Menghadap pelabuhan adalah kemewahan lain yang didukung China: pusat konvensi senilai $ 15,5 juta yang sebagian besar tidak digunakan sejak dibuka.

Dekat Bandara Rajapaksa, dibangun dengan pinjaman $200 juta dari China, yang digunakan sangat hemat sehingga pada satu titik tidak mampu menutupi tagihan listrik.

Di ibukota, Kolombo, ada proyek Port City yang didanai China – sebuah pulau buatan seluas 665 hektar yang dibuat dengan tujuan menjadi pusat keuangan yang menyaingi Dubai.

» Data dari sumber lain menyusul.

//! Request payloads and re-invokable payload producers.
//!
//! A [`Payload`] is consumed by exactly one request. Operations that send the
//! same logical body more than once (probe then create, or two dashboard
//! imports) take a [`PayloadSource`] instead, and call
//! [`PayloadSource::produce`] once per request.

use std::fs;
use std::path::{Path, PathBuf};

use crate::error::SetupError;

/// An owned request body.
#[derive(Debug, Clone, Default, PartialEq, Eq)]
pub struct Payload(Vec<u8>);

impl Payload {
    pub fn new(bytes: impl Into<Vec<u8>>) -> Self {
        Self(bytes.into())
    }

    pub fn as_bytes(&self) -> &[u8] {
        &self.0
    }

    pub fn into_bytes(self) -> Vec<u8> {
        self.0
    }

    pub fn len(&self) -> usize {
        self.0.len()
    }

    pub fn is_empty(&self) -> bool {
        self.0.is_empty()
    }
}

impl From<Vec<u8>> for Payload {
    fn from(bytes: Vec<u8>) -> Self {
        Self(bytes)
    }
}

impl From<&str> for Payload {
    fn from(s: &str) -> Self {
        Self(s.as_bytes().to_vec())
    }
}

impl From<String> for Payload {
    fn from(s: String) -> Self {
        Self(s.into_bytes())
    }
}

impl From<&serde_json::Value> for Payload {
    fn from(value: &serde_json::Value) -> Self {
        Self(value.to_string().into_bytes())
    }
}

/// Produces a fresh payload every time it is called.
pub trait PayloadSource: Send + Sync {
    /// Returns a new, independent payload.
    ///
    /// # Errors
    ///
    /// Returns [`SetupError::Payload`] if the underlying data cannot be read.
    fn produce(&self) -> Result<Payload, SetupError>;
}

impl<F> PayloadSource for F
where
    F: Fn() -> Payload + Send + Sync,
{
    fn produce(&self) -> Result<Payload, SetupError> {
        Ok(self())
    }
}

impl PayloadSource for Payload {
    fn produce(&self) -> Result<Payload, SetupError> {
        Ok(self.clone())
    }
}

/// Reads a file from disk on every call to [`PayloadSource::produce`].
#[derive(Debug, Clone, PartialEq, Eq)]
pub struct FilePayload {
    path: PathBuf,
}

impl FilePayload {
    pub fn new(path: impl Into<PathBuf>) -> Self {
        Self { path: path.into() }
    }

    pub fn path(&self) -> &Path {
        &self.path
    }
}

impl PayloadSource for FilePayload {
    fn produce(&self) -> Result<Payload, SetupError> {
        fs::read(&self.path)
            .map(Payload::from)
            .map_err(|source| SetupError::Payload {
                path: self.path.clone(),
                source,
            })
    }
}

#[cfg(test)]
mod tests {
    use super::*;
    use std::io::Write;
    use std::sync::atomic::{AtomicUsize, Ordering};

    #[test]
    fn test_closure_source_is_called_per_produce() {
        let calls = AtomicUsize::new(0);
        let source = || {
            calls.fetch_add(1, Ordering::SeqCst);
            Payload::from("{}")
        };

        let first = source.produce().unwrap();
        let second = source.produce().unwrap();

        assert_eq!(first, second);
        assert_eq!(calls.load(Ordering::SeqCst), 2);
    }

    #[test]
    fn test_produced_payloads_are_independent() {
        let source = Payload::from("abc");
        let mut first = source.produce().unwrap().into_bytes();
        first.clear();

        let second = source.produce().unwrap();
        assert_eq!(second.as_bytes(), b"abc");
    }

    #[test]
    fn test_file_payload_reads_on_every_call() {
        let mut file = tempfile::NamedTempFile::new().unwrap();
        write!(file, r#"{{"a":1}}"#).unwrap();
        let source = FilePayload::new(file.path());

        assert_eq!(source.produce().unwrap().as_bytes(), br#"{"a":1}"#);

        write!(file, "\n").unwrap();
        assert_eq!(source.produce().unwrap().len(), 8);
    }

    #[test]
    fn test_missing_file_is_payload_error() {
        let source = FilePayload::new("/nonexistent/scorestack/payload.json");
        let err = source.produce().unwrap_err();
        assert!(matches!(err, SetupError::Payload { .. }));
        assert!(err.to_string().contains("payload.json"));
    }
}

Tetapi para kritikus sudah mulai menganggap proyek itu sebagai “perangkap utang tersembunyi”.

Pemberi Pinjaman Biner Terbesar

China adalah pemberi pinjaman bilateral terbesar kepada pemerintah dan memegang setidaknya 10 persen dari utang luar negerinya sebesar $51 miliar.

Tetapi para analis percaya angka sebenarnya jauh lebih tinggi jika pinjaman kepada perusahaan milik negara dan bank sentral Sri Lanka diperhitungkan.

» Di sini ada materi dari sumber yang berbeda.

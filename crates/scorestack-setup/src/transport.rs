use async_trait::async_trait;

pub use reqwest::Method;

use crate::error::{BodyError, Service, TransportError};
use crate::payload::Payload;

/// A response body that can be read to completion once.
///
/// Dropping the body without reading it releases the underlying connection.
#[async_trait]
pub trait ResponseBody: Send {
    async fn into_text(self: Box<Self>) -> Result<String, BodyError>;
}

#[async_trait]
impl ResponseBody for reqwest::Response {
    async fn into_text(self: Box<Self>) -> Result<String, BodyError> {
        self.text().await.map_err(|e| BodyError(e.to_string()))
    }
}

#[async_trait]
impl ResponseBody for String {
    async fn into_text(self: Box<Self>) -> Result<String, BodyError> {
        Ok(*self)
    }
}

/// Status code plus an owned body.
pub struct Response {
    status: u16,
    body: Box<dyn ResponseBody>,
}

impl Response {
    pub fn new(status: u16, body: impl ResponseBody + 'static) -> Self {
        Self {
            status,
            body: Box::new(body),
        }
    }

    pub fn status(&self) -> u16 {
        self.status
    }

    /// Reads the whole body as text, consuming the response.
    pub async fn text(self) -> Result<String, BodyError> {
        self.body.into_text().await
    }
}

impl std::fmt::Debug for Response {
    fn fmt(&self, f: &mut std::fmt::Formatter<'_>) -> std::fmt::Result {
        f.debug_struct("Response")
            .field("status", &self.status)
            .finish_non_exhaustive()
    }
}

/// Executes requests against one remote service.
#[async_trait]
pub trait Transport: Send + Sync {
    /// Which service this transport is bound to.
    fn service(&self) -> Service;

    /// Sends `method path` with an optional body.
    ///
    /// An `Err` means no response was received. Any HTTP status, including
    /// errors, is an `Ok` response.
    async fn execute(
        &self,
        method: Method,
        path: &str,
        body: Option<Payload>,
    ) -> Result<Response, TransportError>;
}
//! Brings an Elasticsearch + Kibana pair into a known-ready, known-configured
//! state.
//!
//! - [`HealthGate`] waits until both services report `green`.
//! - [`Reconciler`] makes "create resource X" safe to call repeatedly.
//! - [`Provisioner`] runs the two against a [`ProvisionPlan`].
//!
//! Requests go through the [`Transport`] trait. [`HttpTransport`] is the
//! reqwest implementation used in production.

pub mod client;
pub mod config;
pub mod error;
pub mod health;
pub mod payload;
pub mod plan;
pub mod provision;
pub mod reconcile;
pub mod response;
pub mod transport;

#[cfg(test)]
pub(crate) mod testing;

pub use client::{Credentials, Endpoint, HttpTransport, XSRF_HEADER};
pub use config::{HealthSettings, SetupConfig};
pub use error::{BodyError, Service, SetupError, TransportError};
pub use health::{HealthGate, HealthGateConfig, probe};
pub use payload::{FilePayload, Payload, PayloadSource};
pub use plan::{PlanManifest, PlanStep, ProvisionPlan};
pub use provision::{AppliedResource, ProvisionReport, Provisioner};
pub use reconcile::{Reconciler, ResourceKind, SCORESTACK_SPACE};
pub use response::classify;
pub use transport::{Method, Response, ResponseBody, Transport};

Pinjaman tersebut telah berkontribusi pada kesulitan keuangan akut Sri Lanka, setelah bertahun-tahun mengambil pinjaman untuk menutupi defisit anggaran yang melonjak dan untuk mendanai produk impor yang dibutuhkan untuk menjaga ekonomi pulau itu tetap bertahan.

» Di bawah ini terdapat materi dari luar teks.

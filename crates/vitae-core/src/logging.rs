#![forbid(unsafe_code)]

//! Production logging setup.

/// Install a JSON subscriber honoring `RUST_LOG`.
///
/// Returns `false` if a global subscriber was already installed; the existing
/// subscriber is never clobbered.
pub fn init_json_logging() -> bool {
    use tracing_subscriber::EnvFilter;

    let filter = EnvFilter::try_from_default_env().unwrap_or_else(|_| EnvFilter::new("info"));
    tracing_subscriber::fmt()
        .json()
        .with_env_filter(filter)
        .try_init()
        .is_ok()
}

#[cfg(test)]
mod tests {
    use super::*;

    #[test]
    fn second_install_does_not_clobber() {
        let _ = init_json_logging();
        assert!(!init_json_logging());
    }
}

“Pemborosan keuangan selama beberapa dekade dan pemerintahan yang buruk … membuat kami dalam masalah,” Murtaza Jafferji, kepala Institut Advocata di Sri Lanka, mengatakan kepada AFP.

Dan masalah ekonomi menambah beban mereka setelah pandemi virus Corona meledakkan pendapatan vital dari pariwisata dan pengiriman uang, membuat negara yang bergantung pada impor tidak dapat membeli barang-barang kebutuhan pokok dari luar negeri.

‘China melakukan yang terbaik’

Pemerintah Sri Lanka mengumumkan bulan lalu bahwa mereka telah gagal memenuhi kewajiban pinjaman luar negerinya, karena ketidakmampuannya untuk membayar beban utangnya yang semakin besar, dan dengan penurunan peringkat kredit yang mengeringkan sumber pinjaman baru di pasar uang internasional.

China telah berusaha untuk menegosiasikan kembali jadwal pembayaran dengan China, tetapi Beijing malah menawarkan lebih banyak pinjaman bilateral untuk membayar yang sudah ada.

Proposal itu terhalang oleh seruan Sri Lanka untuk bantuan IMF – sebuah langkah yang telah memicu kepanikan karena pemberi pinjaman China sekarang mungkin perlu mengurangi pinjaman mereka.

“China telah melakukan yang terbaik untuk membantu Sri Lanka agar tidak default, tetapi sayangnya mereka pergi ke IMF dan memutuskan untuk default,” kata Duta Besar China Qi Zhenhong kepada wartawan bulan lalu.

Bagi banyak orang Sri Lanka, sebagian besar proyek infrastruktur yang tidak digunakan telah menjadi simbol kuat dari salah urus klan Rajapaksa.

“Kami mendapat banyak pinjaman,” kata Krishantha Kolatunga, pemilik toko alat tulis kecil di Kolombo.

Karya Kolatunga terletak di dekat pintu masuk Menara Teratai, gedung pencakar langit berbentuk bunga yang didanai oleh dana Cina.

Fasad kaca patri menara mendominasi cakrawala ibu kota, tetapi interiornya – dan restoran berputar yang direncanakan dengan pemandangan kota yang indah – belum dibuka untuk umum.

“Apa gunanya bagi kita untuk bangga dengan menara ini jika kita dibiarkan mengemis makanan?” tanya Kulatunga.

(Kisah ini belum diedit oleh kru NDTV dan dibuat secara otomatis dari umpan bersama.)